Melbourne: The First DNS
The China DNS makes more sense when you know what happened in Melbourne. A week earlier, Piastri qualified fifth for his home Grand Prix at Albert Park. Reasonable grid slot. But on the reconnaissance lap, the slow drive from the pit lane to the grid that should be the most unremarkable part of the entire weekend, he lost control exiting Turn 4.
His MCL40 caught the exit kerb, snapped sideways, and hit the concrete barrier hard enough to destroy the front-right corner. Race over. Forty minutes before lights out, on a lap where drivers are barely pushing, the car was in pieces. That is the part that needs explaining.
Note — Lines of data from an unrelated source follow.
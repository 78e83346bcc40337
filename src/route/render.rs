//! Renderer-neutral route description.

use serde::{Deserialize, Serialize};

use crate::route::{corridor_polygon, Route};

/// Visual style for a rendered route.
#[derive(Debug, Clone, Serialize, Deserialize)]
pub struct RouteStyle {
    #[serde(default = "default_color")]
    pub color: String,
    #[serde(default = "default_width")]
    pub width: f64,
    #[serde(default = "default_opacity")]
    pub opacity: f64,
}

impl Default for RouteStyle {
    fn default() -> Self {
        Self {
            color: default_color(),
            width: default_width(),
            opacity: default_opacity(),
        }
    }
}

fn default_color() -> String {
    "red".to_string()
}
fn default_width() -> f64 {
    25.0
}
fn default_opacity() -> f64 {
    0.2
}

/// Complete drawing description for one route: an id, the smoothed
/// coordinate track as `[lat, lon]` pairs, the style, and optionally
/// the clearance corridor outline. Contains no renderer types; any
/// map layer can consume the serialized form.
#[derive(Debug, Clone, Serialize)]
pub struct RouteAnnotation {
    pub id: String,
    pub coordinates: Vec<[f64; 2]>,
    pub style: RouteStyle,
    #[serde(skip_serializing_if = "Option::is_none")]
    pub corridor: Option<Vec<[f64; 2]>>,
}

impl RouteAnnotation {
    pub fn from_route(id: impl Into<String>, route: &Route, style: RouteStyle) -> Self {
        let coordinates = route
            .waypoints()
            .iter()
            .map(|wp| [wp.coordinate.x, wp.coordinate.y])
            .collect();
        Self {
            id: id.into(),
            coordinates,
            style,
            corridor: None,
        }
    }

    /// Attach the clearance corridor polygon derived from the route's
    /// waypoint sequence.
    pub fn with_corridor(mut self, route: &Route) -> Self {
        let polygon = corridor_polygon(&route.waypoints());
        if !polygon.is_empty() {
            self.corridor = Some(polygon.iter().map(|c| [c.x, c.y]).collect());
        }
        self
    }
}

#[cfg(test)]
mod tests {
    use super::*;
    use crate::config::RouteConfig;
    use crate::core::Waypoint;
    use crate::mesh::{MeshDataset, MeshDatabase};
    use crate::route::RouteSegment;

    fn small_route() -> Route {
        let db = MeshDatabase::from_dataset(MeshDataset {
            index: vec![[0.0, 0.0], [1.0, 0.0]],
            adjacent: vec![vec![1], vec![0]],
            ..Default::default()
        });
        let mut route = Route::new();
        route.push(
            RouteSegment::new(
                &db,
                Waypoint::new(0.0, 0.0).with_clearance(0.1),
                vec![0, 1],
                Waypoint::new(1.0, 0.0).with_clearance(0.1),
                &RouteConfig::default(),
            )
            .unwrap(),
        );
        route
    }

    #[test]
    fn test_style_defaults() {
        let style = RouteStyle::default();
        assert_eq!(style.color, "red");
        assert!((style.width - 25.0).abs() < 1e-9);
        assert!((style.opacity - 0.2).abs() < 1e-9);
    }

    #[test]
    fn test_annotation_tracks_route() {
        let route = small_route();
        let annotation = RouteAnnotation::from_route("leg-1", &route, RouteStyle::default());
        assert_eq!(annotation.id, "leg-1");
        assert_eq!(annotation.coordinates.len(), route.waypoints().len());
        assert!(annotation.corridor.is_none());
    }

    #[test]
    fn test_corridor_attachment() {
        let route = small_route();
        let annotation = RouteAnnotation::from_route("leg-1", &route, RouteStyle::default())
            .with_corridor(&route);
        let corridor = annotation.corridor.unwrap();
        assert_eq!(corridor.len(), 2 * route.waypoints().len());
    }

    #[test]
    fn test_serializes_without_renderer_types() {
        let route = small_route();
        let annotation = RouteAnnotation::from_route("leg-1", &route, RouteStyle::default());
        let json = serde_json::to_string(&annotation).unwrap();
        assert!(json.contains("\"color\":\"red\""));
        assert!(!json.contains("corridor"));
    }
}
Three factors combined, and the third one is the one that matters for every team on the 2026 grid:
I was at less throttle than what I was in qualifying… I actually got 100kW more power than if I would have been at full throttle.
Oscar Piastri, post-race, MelbournePiastri accepted partial blame. "A big element of that was me," he said. Fair enough. But the systemic issue is bigger than one driver getting caught out. The 2026 power unit regulations have created a car that can dump 100kW of unexpected torque through the rear wheels with no warning. That is not a McLaren problem. It is a regulation problem. Verstappen, Russell, and multiple midfield drivers reported the same empty battery behaviour on their recon laps. Piastri was just the one who hit the wall.
The 2026 energy recovery system runs a 350kW electric motor alongside the ICE, up from roughly 120kW under the old rules. When the battery depletes mid-lap, the transition back to full combustion power is supposed to be managed by software. At Albert Park, the software sent Piastri a torque spike at the exact moment he was on cold tyres, riding a kerb, mid-shift. The margins vanished.
The 2026 regulations tripled the electrical component of the power unit. Under the old rules, the MGU-K produced around 120kW. The new spec pushes that to 350kW. That is not an incremental change. It is a fundamental redesign of how an F1 car generates and distributes torque.
The problem is the battery-to-ICE handoff. When the battery state drops to zero mid-lap, the power unit software needs to transfer the torque load back to the combustion engine without a spike. In testing, this works. On race weekends, when batteries deplete faster than models predict due to formation lap procedures, recon lap speeds, and variable ambient temperatures, the handoff window compresses. The software runs out of time to manage it smoothly.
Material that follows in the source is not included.